"Die Wahrheit muss gesagt werden"

TRABEN-TRARBACH. Martin Schmitz musste als junger Mann eine unmenschliche Qual erleiden. Er wurde, weil er Jude war, mit seinen Eltern nach Auschwitz deportiert. Martin Schmitz hat das Grauen überlebt. Aufgewachsen ist er in Traben-Trarbach. Am Dienstagabend berichtete er in seiner Geburtsstadt über sein Leben.

Zwei Stunden lang war es mucksmäuschenstill im großen Sitzungssaal Alter Bahnhof Traben-Trarbach. Das, worüber der der heute 84-jährige Martin Schmitz erzählte, berührte jeden der über 100 Zuhörer im vollbesetzten Saal. Martin Schmitz erlebte eine unbeschwerte Jugend in Traben-Trarbach - bis sich die Nazis in der Stadt breit machten; dann der Umzug ins etwas sicherere Köln und schließlich am 28. September 1941 die Deportation nach Auschwitz (der TV berichtete über sein Leben ausführlich am 27. Januar 2006).
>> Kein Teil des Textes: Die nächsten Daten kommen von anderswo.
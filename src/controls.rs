use glam::{Vec2, Vec3};
use winit::dpi::PhysicalPosition;
use winit::event::{ElementState, MouseButton, MouseScrollDelta, WindowEvent};

use crate::camera::Camera;

const MAX_PITCH: f32 = std::f32::consts::FRAC_PI_2 - 0.01;

/// Interaction transitions surfaced to the auto-rotate controller.
#[derive(Debug, Clone, Copy, PartialEq, Eq)]
pub enum Interaction {
    Started,
    Ended,
}

#[derive(Debug, Clone, Copy, PartialEq, Eq)]
enum DragMode {
    Orbit,
    Pan,
}

/// Pointer-driven orbit controls: left-drag orbits around the target,
/// right-drag pans, the wheel zooms. Owns the drag state and mutates the
/// camera directly while the user interacts.
///
/// Wheel zoom deliberately produces no interaction transition - the
/// auto-rotate controller re-reads distance and height from the live pose
/// every frame, so a zoom mid-sweep is respected without pausing the sweep.
pub struct OrbitControls {
    rotate_speed: f32,
    pan_speed: f32,
    zoom_speed: f32,
    min_distance: f32,
    max_distance: f32,
    drag: Option<DragMode>,
    cursor: Option<Vec2>,
}

impl OrbitControls {
    pub fn new() -> Self {
        Self {
            rotate_speed: 0.005,
            pan_speed: 0.02,
            zoom_speed: 0.1,
            min_distance: 1.0,
            max_distance: 500.0,
            drag: None,
            cursor: None,
        }
    }

    pub fn is_dragging(&self) -> bool {
        self.drag.is_some()
    }

    /// Feed a window event through the controls. Returns the interaction
    /// transition, if any, for the auto-rotate controller.
    pub fn process_event(
        &mut self,
        camera: &mut Camera,
        event: &WindowEvent,
    ) -> Option<Interaction> {
        match event {
            WindowEvent::MouseInput { state, button, .. } => {
                self.process_button(*state, *button)
            }
            WindowEvent::CursorMoved { position, .. } => {
                self.process_cursor(camera, *position);
                None
            }
            WindowEvent::MouseWheel { delta, .. } => {
                let scroll = match delta {
                    MouseScrollDelta::LineDelta(_, y) => *y,
                    MouseScrollDelta::PixelDelta(pos) => pos.y as f32 / 50.0,
                };
                self.zoom(camera, scroll);
                None
            }
            _ => None,
        }
    }

    fn process_button(
        &mut self,
        state: ElementState,
        button: MouseButton,
    ) -> Option<Interaction> {
        match (state, button) {
            (ElementState::Pressed, MouseButton::Left) => self.begin_drag(DragMode::Orbit),
            (ElementState::Pressed, MouseButton::Right) => self.begin_drag(DragMode::Pan),
            (ElementState::Released, MouseButton::Left | MouseButton::Right) => {
                self.drag.take().map(|_| Interaction::Ended)
            }
            _ => None,
        }
    }

    fn begin_drag(&mut self, mode: DragMode) -> Option<Interaction> {
        let was_dragging = self.drag.is_some();
        self.drag = Some(mode);
        (!was_dragging).then_some(Interaction::Started)
    }

    fn process_cursor(&mut self, camera: &mut Camera, position: PhysicalPosition<f64>) {
        let pos = Vec2::new(position.x as f32, position.y as f32);
        let delta = match self.cursor {
            Some(last) => pos - last,
            None => Vec2::ZERO,
        };
        self.cursor = Some(pos);

        match self.drag {
            Some(DragMode::Orbit) => self.orbit(camera, delta),
            Some(DragMode::Pan) => self.pan(camera, delta),
            None => {}
        }
    }

    /// Rotate the eye around the target, keeping the distance and clamping
    /// the pitch short of the poles.
    fn orbit(&self, camera: &mut Camera, delta: Vec2) {
        let rel = camera.offset_from_target();
        let radius = rel.length();
        if radius <= f32::EPSILON {
            return;
        }

        let yaw = rel.z.atan2(rel.x) + delta.x * self.rotate_speed;
        let pitch = ((rel.y / radius).asin() + delta.y * self.rotate_speed)
            .clamp(-MAX_PITCH, MAX_PITCH);

        camera.eye = camera.target
            + radius
                * Vec3::new(
                    pitch.cos() * yaw.cos(),
                    pitch.sin(),
                    pitch.cos() * yaw.sin(),
                );
        camera.up = Vec3::Y;
    }

    /// Slide eye and target together across the view plane.
    fn pan(&self, camera: &mut Camera, delta: Vec2) {
        let forward = (camera.target - camera.eye).normalize_or_zero();
        let right = forward.cross(camera.up).normalize_or_zero();
        let up = right.cross(forward);

        let translation = right * (-delta.x * self.pan_speed) + up * (delta.y * self.pan_speed);
        camera.target += translation;
        camera.eye += translation;
    }

    fn zoom(&self, camera: &mut Camera, scroll: f32) {
        let rel = camera.offset_from_target();
        let distance = (rel.length() * (1.0 - scroll * self.zoom_speed))
            .clamp(self.min_distance, self.max_distance);
        camera.eye = camera.target + rel.normalize_or_zero() * distance;
    }
}

impl Default for OrbitControls {
    fn default() -> Self {
        Self::new()
    }
}

#[cfg(test)]
mod tests {
    use super::*;

    fn test_camera() -> Camera {
        Camera::new(Vec3::new(10.0, 10.0, 10.0), Vec3::ZERO, 1.6)
    }

    #[test]
    fn press_emits_started_once() {
        let mut controls = OrbitControls::new();

        assert_eq!(
            controls.process_button(ElementState::Pressed, MouseButton::Left),
            Some(Interaction::Started)
        );
        // Second button press during an active drag switches mode silently.
        assert_eq!(
            controls.process_button(ElementState::Pressed, MouseButton::Right),
            None
        );
        assert!(controls.is_dragging());
    }

    #[test]
    fn release_emits_ended_only_when_dragging() {
        let mut controls = OrbitControls::new();

        assert_eq!(
            controls.process_button(ElementState::Released, MouseButton::Left),
            None,
            "stray release without a press must not end an interaction"
        );

        controls.process_button(ElementState::Pressed, MouseButton::Left);
        assert_eq!(
            controls.process_button(ElementState::Released, MouseButton::Left),
            Some(Interaction::Ended)
        );
        assert!(!controls.is_dragging());
    }

    #[test]
    fn orbit_preserves_distance() {
        let controls = OrbitControls::new();
        let mut camera = test_camera();
        let before = camera.offset_from_target().length();

        controls.orbit(&mut camera, Vec2::new(120.0, -45.0));

        let after = camera.offset_from_target().length();
        assert!((before - after).abs() < 1e-3, "orbiting must not change the radius");
    }

    #[test]
    fn orbit_clamps_pitch() {
        let controls = OrbitControls::new();
        let mut camera = test_camera();

        controls.orbit(&mut camera, Vec2::new(0.0, 1e6));

        let rel = camera.offset_from_target();
        let pitch = (rel.y / rel.length()).asin();
        assert!(pitch <= MAX_PITCH + 1e-4, "pitch must stop short of the pole");
    }

    #[test]
    fn zoom_clamps_distance() {
        let controls = OrbitControls::new();
        let mut camera = test_camera();

        for _ in 0..200 {
            controls.zoom(&mut camera, 1.0);
        }
        assert!((camera.offset_from_target().length() - controls.min_distance).abs() < 1e-3);

        for _ in 0..200 {
            controls.zoom(&mut camera, -1.0);
        }
        assert!((camera.offset_from_target().length() - controls.max_distance).abs() < 1e-2);
    }

    #[test]
    fn pan_moves_eye_and_target_together() {
        let controls = OrbitControls::new();
        let mut camera = test_camera();
        let before = camera.offset_from_target();

        controls.pan(&mut camera, Vec2::new(30.0, -12.0));

        let after = camera.offset_from_target();
        assert!((before - after).length() < 1e-4, "panning must not change the orbit offset");
        assert!(camera.target != Vec3::ZERO, "panning must move the target");
    }
}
Schmitz erzählte ruhig und sachlich. Nur dann, wenn er über den Moment sprach, als er an der Rampe in Auschwitz seine Eltern zum letzten Mal sah, und er sich die gesehenen und erlittenen Grausamkeiten der SS-Schergen in Erinnerung rief, hielt er kurz inne. Diese Bilder sind in seinem Gedächtnis eingebrannt, sie lassen sich kaum beschreiben. Schmitz verspürt heute keinen Hass, sagt aber: "Ich verachte nur, wenn man nicht die Wahrheit sagt." Zu der Vortragsveranstaltung, der vor allem viele ältere Traben-Trarbacher beiwohnten, hatten die Stadt und der "Arbeitskreis für Heimatkunde" eingeladen. Schmitz hält seit vier Jahren Vorträge an Schulen und vor Soldaten der Bundeswehr. In seiner Geburtstadt hatte er bislang noch nicht über sein Leben erzählt. Erst nach dem Vorschlag eines Bürgers, in Form von "Stolpersteinen" an die Juden von Traben-Trarbach zu erinnern und dem TV-Artikel, setzte eine heftige Diskussion in der Stadt ein.Gedenktafel am Rathaus

Martin Schmitz sagte zu Beginn seines Vortrages: "Es wird Zeit, dass an dieses dunkle Kapitel und an das Schicksal der Vertriebenen und Ermordeten gedacht wird." Er schlug vor, eine Gedenktafel an der Außenwand der Rathauses in Trarbach anzubringen. Auch einen Gedenkraum im Mittelmosel-Museum hält er für angebracht, aber erst dann, wenn die räumlichen Voraussetzungen geschaffen sind. Bürgermeisterin Heide Pönnighaus versprach: "Wir werden etwas machen. Es muss aber in aller Ruhe durchdacht werden, denn das Thema ist sehr emotional." Häftling Schmitz mit der eintätowierten Nummer 141517 wurde 1945, als er dem Tode nahe war, von den Engländern aus dem KZ Bergen-Belsen befreit. Schon wenige Monate später kehrte er zurück nach Traben-Trarbach - allein, ohne Eltern und Verwandte. Im Dezember 1945 heiratete er, er blieb bis 1951 in seiner Geburtsstadt und zog dann nach Bernkastel-Kues, wo er beim Landratsamt eine Stelle antrat. Viele Leidensgenossen konnten damals nicht verstehen, dass er wieder nach Traben-Trarbach zurückkehrte. "Aber dort war doch mein Zuhause", sagt er heute mit einer beeindruckenden Selbstverständlichkeit. All die Demütigungen, die er als Kind und Jugendlicher von fanatischen Lehrern und manchen Erwachsenen erleiden musste, hat er nicht vergessen, aber er verspürt keinen Hass. Schmitz: "Ich glaube, dass ich richtig gehandelt habe, nach Traben-Trarbach zurückzugehen." Gegen Ende des Vortrags kam sogar eine unbeschwerte, teilweise humorvolle Diskussion auf. Alte Traben-Trarbacher erinnerten sich mit Schmitz an "alte Zeiten". Namen wurden genannt, Erinnerungen ausgetauscht. Sogar ein alter Fußballkamerad, Alex Burger aus Pünderich, war gekommen. Beide hatten sich über 50 Jahre nicht mehr gesehen.